また、人材育成については、データサイエンティストが世界的に不足している中、JOGMECでは資源開発に関する技術とデジタルに関する知見の両方を有する人材の育成に努めています。まずは機構内の事務系・技術系問わず、職員全体のデジタル知見を向上させるため、JDLA(日本ディープラーニング協会)が主催している検定(G検定)取得を通し、基礎的な知識を習得する取り組みを行っているところです。将来的には、「資源開発」「デジタル技術」双方の知見を基に、適切な手法を用いて石油開発企業のビジネス課題解決ができる人材の育成を目指しています。
4. デジタル化に必要なこと
デジタル化を進めるためには、いくつかポイントがあると考えます。主なものについて下記にまとめました。
4.1 マインドセット
デジタル化に際してよく言われる言葉に、Think Big、Start Small、Fail Fast、Scale Fastがあります。デジタルによる利益の享受は大きいと考えられますが、必ず成功するとは言い切れません。特にStart Small;始める際には失敗を恐れず、「成功したら儲けもの」ぐらいの気持ちを持つことが肝要です。とはいえ、人は人的資源・コストをかけるからには何らかの成果を望むもの。経営判断をするマネジメント層が、デジタルに対して「失敗による損失は少ないが、成功による利益は大きい」、という認識を持ち、「まずはやってみなはれ」というマインドセットを持つ必要があるでしょう。また、デジタルを事業に取り入れる際には、思い切って旧来のやり方を変えるマインドも重要となっています。デジタル導入による改善の度合いを把握し、デジタル化に合わせた仕事のプロセスの見直しを行い、そのプロセスにそって仕事を進める、といった「デジタルに合わせた仕事の見直し」が必要です。
4.2 データ共有
データはデジタル活用の要です。必要なデータをいかに早く集めるかが成功に直結します。ただ、会社規模の大小に関わらず、データはあちこちに散らばっているのが常で、データ分析を行うエンジニアは、まずは必要なデータを方々から集めることから始まり、業務のうち半分以上をデータ探索に費やしているとも言われています。日本のビッグデータ活用状況は、IMD(International Institute for Management Development:国際経営開発研究所)の国別評価で、評価対象63か国・地域の中で最下位との報告もあり、企業内で分散したデータの利活用は喫緊の課題と言えるでしょう。
近年ではクラウドを利用したデータの一元管理システムを利用する企業も増えています。多くのメジャー企業もGAFA等のIT企業と提携し、データ活用を進めています。
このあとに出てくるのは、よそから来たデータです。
//! Defines the endpoint for deleting a transaction.

use std::sync::{Arc, Mutex};

use axum::{
    Extension,
    extract::{FromRef, Path, State},
    http::StatusCode,
    response::Response,
};
use rusqlite::Connection;

use crate::{
    AppState, alert::AlertTemplate, database_id::TransactionId, shared_render::render,
    transaction::core::delete_transaction, user::UserID,
};

/// The state needed to delete a transaction.
#[derive(Debug, Clone)]
pub struct DeleteTransactionState {
    /// The database connection for managing transactions.
    pub db_connection: Arc<Mutex<Connection>>,
}

impl FromRef<AppState> for DeleteTransactionState {
    fn from_ref(state: &AppState) -> Self {
        Self {
            db_connection: state.db_connection.clone(),
        }
    }
}

/// A route handler for deleting a transaction.
///
/// The response swaps the transaction's table row with nothing and delivers
/// a success alert out-of-band. Only transactions owned by the signed-in
/// user can be deleted.
///
/// # Panics
///
/// Panics if the lock for the database connection is already held by the same thread.
pub async fn delete_transaction_endpoint(
    State(state): State<DeleteTransactionState>,
    Extension(user_id): Extension<UserID>,
    Path(transaction_id): Path<TransactionId>,
) -> Response {
    let connection = state.db_connection.lock().unwrap();

    match delete_transaction(transaction_id, user_id, &connection) {
        // The status code has to be 200 OK or HTMX will not delete the table row.
        Ok(()) => render(
            StatusCode::OK,
            AlertTemplate::success("Transaction deleted", "").into_html(),
        ),
        Err(error) => error.into_alert_response(),
    }
}

#[cfg(test)]
mod delete_endpoint_tests {
    use std::sync::{Arc, Mutex};

    use axum::{
        Extension,
        extract::{Path, State},
        http::StatusCode,
    };
    use time::macros::date;

    use crate::{
        transaction::{
            TransactionType,
            core::test_utils::{get_test_connection, insert_transaction},
            get_transactions_by_user,
        },
        user::UserID,
    };

    use super::{DeleteTransactionState, delete_transaction_endpoint};

    #[tokio::test]
    async fn delete_removes_transaction() {
        let conn = get_test_connection();
        let transaction = insert_transaction(
            &conn,
            12.3,
            date!(2024 - 01 - 15),
            "Groceries",
            TransactionType::Expense,
        );
        let state = DeleteTransactionState {
            db_connection: Arc::new(Mutex::new(conn)),
        };

        let response = delete_transaction_endpoint(
            State(state.clone()),
            Extension(UserID::new(1)),
            Path(transaction.id),
        )
        .await;

        assert_eq!(response.status(), StatusCode::OK);

        let connection = state.db_connection.lock().unwrap();
        assert!(
            get_transactions_by_user(UserID::new(1), &connection)
                .unwrap()
                .is_empty()
        );
    }

    #[tokio::test]
    async fn delete_rejects_other_users_transaction() {
        let conn = get_test_connection();
        let transaction = insert_transaction(
            &conn,
            12.3,
            date!(2024 - 01 - 15),
            "Groceries",
            TransactionType::Expense,
        );
        let state = DeleteTransactionState {
            db_connection: Arc::new(Mutex::new(conn)),
        };

        let response = delete_transaction_endpoint(
            State(state.clone()),
            Extension(UserID::new(2)),
            Path(transaction.id),
        )
        .await;

        assert_eq!(response.status(), StatusCode::NOT_FOUND);

        let connection = state.db_connection.lock().unwrap();
        assert_eq!(
            get_transactions_by_user(UserID::new(1), &connection)
                .unwrap()
                .len(),
            1
        );
    }

    #[tokio::test]
    async fn delete_missing_transaction_returns_not_found() {
        let state = DeleteTransactionState {
            db_connection: Arc::new(Mutex::new(get_test_connection())),
        };

        let response =
            delete_transaction_endpoint(State(state), Extension(UserID::new(1)), Path(42)).await;

        assert_eq!(response.status(), StatusCode::NOT_FOUND);
    }
}
//! Application router configuration with protected and unprotected route definitions.

use axum::{
    Router, middleware,
    response::Redirect,
    routing::{delete, get, patch, post, put},
};

use crate::{
    AppState,
    auth::{auth_guard, auth_guard_hx, get_log_in_page, get_log_out, post_log_in},
    dashboard::get_dashboard_page,
    endpoints,
    internal_server_error::get_internal_server_error_page,
    not_found::get_404_not_found,
    transaction::{
        create_transaction_endpoint, delete_transaction_endpoint, get_create_transaction_page,
        get_edit_transaction_page, get_transaction_endpoint, get_transactions_page,
        list_transactions_endpoint, update_transaction_endpoint,
    },
    user::{
        delete_user_endpoint, get_edit_user_page, get_register_page, get_user_profile_endpoint,
        get_users_page, list_users_endpoint, register_user, update_user_endpoint,
    },
};

/// Return a router with all the app's routes.
pub fn build_router(state: AppState) -> Router {
    let unprotected_routes = Router::new()
        .route(endpoints::LOG_IN_VIEW, get(get_log_in_page))
        .route(endpoints::LOG_IN_API, post(post_log_in))
        .route(endpoints::LOG_OUT, get(get_log_out))
        .route(endpoints::REGISTER_VIEW, get(get_register_page))
        .route(endpoints::REGISTER_API, post(register_user))
        .route(
            endpoints::INTERNAL_ERROR_VIEW,
            get(get_internal_server_error_page),
        );

    let protected_routes = Router::new()
        .route(endpoints::ROOT, get(get_index_page))
        .route(endpoints::DASHBOARD_VIEW, get(get_dashboard_page))
        .route(endpoints::TRANSACTIONS_VIEW, get(get_transactions_page))
        .route(
            endpoints::NEW_TRANSACTION_VIEW,
            get(get_create_transaction_page),
        )
        .route(
            endpoints::EDIT_TRANSACTION_VIEW,
            get(get_edit_transaction_page),
        )
        .route(endpoints::USERS_VIEW, get(get_users_page))
        .route(endpoints::EDIT_USER_VIEW, get(get_edit_user_page))
        .layer(middleware::from_fn_with_state(state.clone(), auth_guard));

    // These endpoints need to use the HX-REDIRECT header for auth redirects
    // to work properly for HTMX and API requests.
    let protected_api_routes = Router::new()
        .route(
            endpoints::CREATE_TRANSACTION,
            post(create_transaction_endpoint),
        )
        .route(
            endpoints::UPDATE_TRANSACTION,
            put(update_transaction_endpoint),
        )
        .route(
            endpoints::DELETE_TRANSACTION,
            delete(delete_transaction_endpoint),
        )
        .route(endpoints::GET_TRANSACTION, get(get_transaction_endpoint))
        .route(
            endpoints::GET_ALL_TRANSACTIONS,
            post(list_transactions_endpoint),
        )
        .route(endpoints::USER_LIST, get(list_users_endpoint))
        .route(endpoints::UPDATE_USER, patch(update_user_endpoint))
        .route(endpoints::DELETE_USER, delete(delete_user_endpoint))
        .route(endpoints::USER_PROFILE, get(get_user_profile_endpoint))
        .layer(middleware::from_fn_with_state(state.clone(), auth_guard_hx));

    protected_routes
        .merge(protected_api_routes)
        .merge(unprotected_routes)
        .fallback(get_404_not_found)
        .with_state(state)
}

/// The root path '/' redirects to the dashboard page.
async fn get_index_page() -> Redirect {
    Redirect::to(endpoints::DASHBOARD_VIEW)
}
その一方、特に日本の企業の中にはクラウドに自社の重要なデータを入れることについて抵抗感を抱く方もいるでしょう。そこはIT企業の持つセキュリティ対策を信用するかどうか次第ですが、データの共有が有効であることは疑いようがなく、既述のマインドセットの変革は、データの取り扱いにも言えることです。
4.3 開発期間
JOGMECでも技術開発を行っていますが、通常の技術開発には数年単位の期間がかかることがあたりまえで、いくら急いでも数か月以上は必至です。しかし、デジタル技術についてはとにかくスピードが重視されます。例えば豪州のWoodsideでは、過去にはシステム開発に6~7年を要していましたが、デジタル技術の発展により6~7か月になり、今ではシステム開発のサイクルが6~7日、場合によっては2日になっているそうです。デジタル技術の概念検証(Proof of Concept, POC)は短い期間で実施されるのが一般的で、様々な課題解決をトライアル的に検証することが求められますが、開発期間を短縮するためには、まずは明確なビジネス課題を意識すること。先行者が最大の利益を得ると言われているデジタル技術開発において、自らが解決したい課題が何であるか、そのためにはどのツールを適用するのか、と段階を踏むことが肝要です。
4.4 人材育成
既述のとおり、JOGMECでは人材育成に力を入れています。デジタル関連の技術開発を進めるためには、デジタル技術と、対象となる分野の専門技術の2つの技術間で通訳ができる人材が必要となります。単なるデータサイエンティストではなく、例えば資源開発に必要となる震探データ処理や地質評価、油層評価の技術を持ちながら、機械学習や深層学習に精通している技術者をどれほど抱えているかが企業の価値向上に繋がると考えられ、人材育成の重要性は増しています。より早くそのような人材を育てるには、データサイエンティストを大量に雇用するよりも、既に企業にいる技術者をデータサイエンティストに育てる方が早道かもしれません。
おわりに
デジタル技術とは、あくまでツールです。仕事の進め方を大々的に変える可能性を持っていますが、デジタルを導入することですべての悩みが解決するわけではありません。デジタルができること、できないこと、活用するには何をどのように変える必要があるのか、といったことを理解し、柔軟な発想でツールを使いこなすことが求められていると考えます。